Fig 4. The influence value of genes using three methods: The principal components analysis (PCOut), the linear canonical correlation analysis (LCCOut), and the kernel canonical correlation analysis (KCCOut).

https://doi.org/10.1371/journal.pone.0217027.g004

Download:

Fig 5. The Venn diagram of the selected genes using three methods: The principal components analysis (PCOut), the linear canonical correlation analysis (LCCOut), and the kernel canonical correlation analysis (KCCOut).

https://doi.org/10.1371/journal.pone.0217027.g005

Genes do not function alone; rather, they interact with each other. When genes share a similar set of gene ontology (GO), they are more likely to be involved with similar biological mechanisms. To verify this, we extracted the GO of biological process categories and Kyoto Encyclopedia of Genes and Genomes (KEGG) pathway annotations of 210 genes detected by proposed KCCA using Database for Annotation, Visualization and Integrated Discovery (DAVID) [35]. The GO analysis revealed that most of genes are significantly enriched in biological adhesion, cell adhesion, viral process, multi-organism cellular process, regulation of cellular amide metabolic process etc. (see supplementary S1 Table). Table 3 presents the KEGG pathway analysis. From the table, we found that these genes are mostly enriched in toxoplasmosis, antigen processing and presentation, proteoglycans in cancer, neurotrophin signaling pathway, small cell lung cancer etc. (also see supplementary S2 Table). We also constructed the gene-gene interaction networks using STRING [36]. The STRING imports protein association knowledge from databases of both physical interactions and curated biological pathways. In STRING, the simple interaction unit is the functional relationship between two proteins or genes that can contribute to a common biological purpose. Fig 6. shows the gene-gene network based on the protein interactions among the selected 210 genes. In this figure, the color saturation of the edges represents the confidence score of a functional association. Further network analysis shows that the number of nodes, number of edges, average node degree, clustering coefficient, p-values are 75, 214, 5.71, 0.473 for p ≤ 8.22 × 10⁻¹⁵, respectively. This network of genes has significantly more interactions than expected, which indicates that they may function in a concerted effort.

Download:

Fig 6. The network of the selected genes by the proposed method of colon cancer microarray data.
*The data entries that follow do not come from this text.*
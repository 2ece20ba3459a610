use crate::model::{Priority, Status, Tag, Task};

/// Transient view criteria. Never persisted; held singly by the store.
/// Each set field is OR within itself and AND against the others.
#[derive(Debug, Clone, Default, PartialEq)]
pub struct Filter {
    pub status: Option<Vec<Status>>,
    pub priority: Option<Vec<Priority>>,
    pub category_id: Option<String>,
    pub tag_id: Option<String>,
}

/// Shallow-merge input for [`Filter`]: outer `None` keeps the current value,
/// `Some(None)` clears the criterion.
#[derive(Debug, Clone, Default)]
pub struct FilterPatch {
    pub status: Option<Option<Vec<Status>>>,
    pub priority: Option<Option<Vec<Priority>>>,
    pub category_id: Option<Option<String>>,
    pub tag_id: Option<Option<String>>,
}

impl Filter {
    pub fn apply(&mut self, patch: FilterPatch) {
        if let Some(status) = patch.status {
            self.status = status;
        }
        if let Some(priority) = patch.priority {
            self.priority = priority;
        }
        if let Some(category_id) = patch.category_id {
            self.category_id = category_id;
        }
        if let Some(tag_id) = patch.tag_id {
            self.tag_id = tag_id;
        }
    }

    pub fn matches(&self, task: &Task) -> bool {
        if let Some(statuses) = &self.status
            && !statuses.is_empty()
            && !statuses.contains(&task.status)
        {
            return false;
        }

        if let Some(priorities) = &self.priority
            && !priorities.is_empty()
            && !priorities.contains(&task.priority)
        {
            return false;
        }

        if let Some(category_id) = &self.category_id
            && task.category_id.as_ref() != Some(category_id)
        {
            return false;
        }

        if let Some(tag_id) = &self.tag_id
            && !task.tags.contains(tag_id)
        {
            return false;
        }

        true
    }
}

/// Case-insensitive substring search over title, description, resolvable tag
/// names, and the raw tag ids. `query` must already be lower-cased.
pub fn matches_search(task: &Task, tags: &[Tag], query: &str) -> bool {
    if task.title.to_lowercase().contains(query) {
        return true;
    }

    if let Some(description) = &task.description
        && description.to_lowercase().contains(query)
    {
        return true;
    }

    task.tags.iter().any(|tag_id| {
        let named = tags
            .iter()
            .find(|tag| tag.id == *tag_id)
            .is_some_and(|tag| tag.name.to_lowercase().contains(query));
        named || tag_id.to_lowercase().contains(query)
    })
}

#[cfg(test)]
mod tests {
    use chrono::Utc;

    use super::{Filter, FilterPatch, matches_search};
    use crate::model::{NewTask, Priority, Status, Tag, Task};

    fn task(title: &str) -> Task {
        Task::new(NewTask::new(title), 0, Utc::now())
    }

    #[test]
    fn empty_filter_matches_everything() {
        let filter = Filter::default();
        assert!(filter.matches(&task("anything")));
    }

    #[test]
    fn fields_combine_with_and() {
        let mut subject = task("report");
        subject.priority = Priority::High;
        subject.status = Status::InProgress;
        subject.category_id = Some("cat-1".to_string());

        let mut filter = Filter {
            status: Some(vec![Status::Pending, Status::InProgress]),
            priority: Some(vec![Priority::High]),
            category_id: Some("cat-1".to_string()),
            tag_id: None,
        };
        assert!(filter.matches(&subject));

        filter.category_id = Some("cat-2".to_string());
        assert!(!filter.matches(&subject));
    }

    #[test]
    fn tag_criterion_requires_membership() {
        let mut subject = task("tagged");
        subject.tags = vec!["t-1".to_string(), "t-2".to_string()];

        let filter = Filter {
            tag_id: Some("t-2".to_string()),
            ..Filter::default()
        };
        assert!(filter.matches(&subject));

        let filter = Filter {
            tag_id: Some("t-9".to_string()),
            ..Filter::default()
        };
        assert!(!filter.matches(&subject));
    }

    #[test]
    fn patch_merges_shallowly() {
        let mut filter = Filter {
            status: Some(vec![Status::Pending]),
            priority: Some(vec![Priority::Low]),
            ..Filter::default()
        };

        filter.apply(FilterPatch {
            priority: Some(None),
            category_id: Some(Some("cat-1".to_string())),
            ..FilterPatch::default()
        });

        assert_eq!(filter.status, Some(vec![Status::Pending]));
        assert_eq!(filter.priority, None);
        assert_eq!(filter.category_id, Some("cat-1".to_string()));
    }

    #[test]
    fn search_covers_title_description_and_tags() {
        let tags = vec![Tag {
            id: "t-1".to_string(),
            name: "Urgent".to_string(),
            color: "red".to_string(),
        }];

        let mut subject = task("Buy groceries");
        subject.description = Some("Milk and eggs".to_string());
        subject.tags = vec!["t-1".to_string(), "orphan-tag".to_string()];

        assert!(matches_search(&subject, &tags, "grocer"));
        assert!(matches_search(&subject, &tags, "eggs"));
        assert!(matches_search(&subject, &tags, "urgent"));
        assert!(matches_search(&subject, &tags, "orphan"));
        assert!(!matches_search(&subject, &tags, "nowhere"));
    }
}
https://doi.org/10.1371/journal.pone.0217027.g006

Download:

Table 3. Top ten significant KEGG pathways for the 210 genes detected by the proposed method for Colon cancer data set.

https://doi.org/10.1371/journal.pone.0217027.t003

The proposed method can be applied to the study of other disease process, where two view data is a common task. To confirm, we have applied the proposed method to another real data set: RNA-sequence study for osteoporosis risk (Source: Tulane Center of Bioinformaties and Genomics). The details of the data and the results are provided in supplementary material, S1 File.

In addition, the data set was used to classify the colon cancer patients from the healthy controls via the PCOut and the proposed feature extraction techniques (CCOut and KCCOut) and followed by the two classifiers (the k-nearest neighbors (KNN) and liner support vector machine (SVM)). For the proposed approach, we considered the features 31, 133 and 210 that have influence effects using the PCout, the CCOut and the KCCOut, respectively. The PCOut, CCOut, and KCCOut serve as a feature extraction tool based on which the classifier is used to separate patients from healthy controls. Table 4 presents the classification error using cross-validation (2−fold and 5−fold). From these results, it is evident that the KCCOut based classification is significantly more accurate than other methods as well as methods on all features, demonstrating that the proposed method is a better tool for feature extraction.

Download:

Table 4. The classification error of discriminating colon cancer patients from healthy controls with cross-validations.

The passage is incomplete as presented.